_Instructions to follow_
Reproduce all of the data exactly.

+ + +

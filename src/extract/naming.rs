use std::collections::HashMap;

use arkres_consts::consts;
use itertools::Itertools;

use super::{container::ContainerIndex, registry::ExtractOptions};
use crate::asset::{AssetObject, PathId};

/// Splits a file name into stem and extension, the extension keeps its dot.
/// A trailing dot does not start an extension.
pub fn split_extension(name: &str) -> (&str, &str) {
    match name.rfind('.') {
        Some(idx) if idx + 1 < name.len() && !name[idx..].contains(['/', '\\']) => {
            name.split_at(idx)
        }
        _ => (name, ""),
    }
}

/// The last component of a `/` separated container path.
fn file_name(container_path: &str) -> &str {
    container_path
        .rsplit_once('/')
        .map_or(container_path, |(_, name)| name)
}

/// Resolves the output names of the images of one bundle.
///
/// An image whose container entry is a `.png` file is named after that file,
/// any other falls back to its own name. When several images end up with the
/// same name, every one of them gets its path id appended.
pub fn visual_names<'a>(
    objects: impl IntoIterator<Item = &'a AssetObject>,
    index: &ContainerIndex,
) -> Vec<(&'a AssetObject, String)> {
    let resolved = objects
        .into_iter()
        .map(|object| {
            let from_container = index.get(object.path_id).and_then(|path| {
                let (stem, extension) = split_extension(file_name(path));
                (extension == consts::IMAGE_EXTENSION).then_some(stem)
            });
            let name = from_container.unwrap_or(&object.name).to_string();
            (object, name)
        })
        .collect::<Vec<_>>();

    let occurrences: HashMap<&str, usize> = resolved.iter().map(|(_, name)| name.as_str()).counts();
    let collisions: Vec<bool> = resolved
        .iter()
        .map(|(_, name)| occurrences[name.as_str()] > 1)
        .collect();

    resolved
        .into_iter()
        .zip(collisions)
        .map(|((object, name), collides)| {
            if collides {
                let name = format!("{name} [{}]", object.path_id);
                (object, name)
            } else {
                (object, name)
            }
        })
        .collect()
}

/// The name and extension a text asset takes over from its container entry.
pub fn text_options(path_id: PathId, index: &ContainerIndex) -> ExtractOptions {
    match index.get(path_id) {
        Some(path) => {
            let (stem, extension) = split_extension(file_name(path));
            ExtractOptions {
                name: Some(stem.to_string()),
                extension: Some(extension.to_string()),
            }
        }
        None => ExtractOptions::default(),
    }
}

+ + +

_Reply to the exercise_
filename src/extract/naming.rs
use std::collections::HashMap;

use arkres_consts::consts;
use itertools::Itertools;

use super::{container::ContainerIndex, registry::ExtractOptions};
use crate::asset::{AssetObject, PathId};

/// Splits a file name into stem and extension, the extension keeps its dot.
/// A trailing dot does not start an extension.
pub fn split_extension(name: &str) -> (&str, &str) {
    match name.rfind('.') {
        Some(idx) if idx + 1 < name.len() && !name[idx..].contains(['/', '\\']) => {
            name.split_at(idx)
        }
        _ => (name, ""),
    }
}

/// The last component of a `/` separated container path.
fn file_name(container_path: &str) -> &str {
    container_path
        .rsplit_once('/')
        .map_or(container_path, |(_, name)| name)
}

/// Resolves the output names of the images of one bundle.
///
/// An image whose container entry is a `.png` file is named after that file,
/// any other falls back to its own name. When several images end up with the
/// same name, every one of them gets its path id appended.
pub fn visual_names<'a>(
    objects: impl IntoIterator<Item = &'a AssetObject>,
    index: &ContainerIndex,
) -> Vec<(&'a AssetObject, String)> {
    let resolved = objects
        .into_iter()
        .map(|object| {
            let from_container = index.get(object.path_id).and_then(|path| {
                let (stem, extension) = split_extension(file_name(path));
                (extension == consts::IMAGE_EXTENSION).then_some(stem)
            });
            let name = from_container.unwrap_or(&object.name).to_string();
            (object, name)
        })
        .collect::<Vec<_>>();

    let occurrences: HashMap<&str, usize> = resolved.iter().map(|(_, name)| name.as_str()).counts();
    let collisions: Vec<bool> = resolved
        .iter()
        .map(|(_, name)| occurrences[name.as_str()] > 1)
        .collect();

    resolved
        .into_iter()
        .zip(collisions)
        .map(|((object, name), collides)| {
            if collides {
                let name = format!("{name} [{}]", object.path_id);
                (object, name)
            } else {
                (object, name)
            }
        })
        .collect()
}

/// The name and extension a text asset takes over from its container entry.
pub fn text_options(path_id: PathId, index: &ContainerIndex) -> ExtractOptions {
    match index.get(path_id) {
        Some(path) => {
            let (stem, extension) = split_extension(file_name(path));
            ExtractOptions {
                name: Some(stem.to_string()),
                extension: Some(extension.to_string()),
            }
        }
        None => ExtractOptions::default(),
    }
}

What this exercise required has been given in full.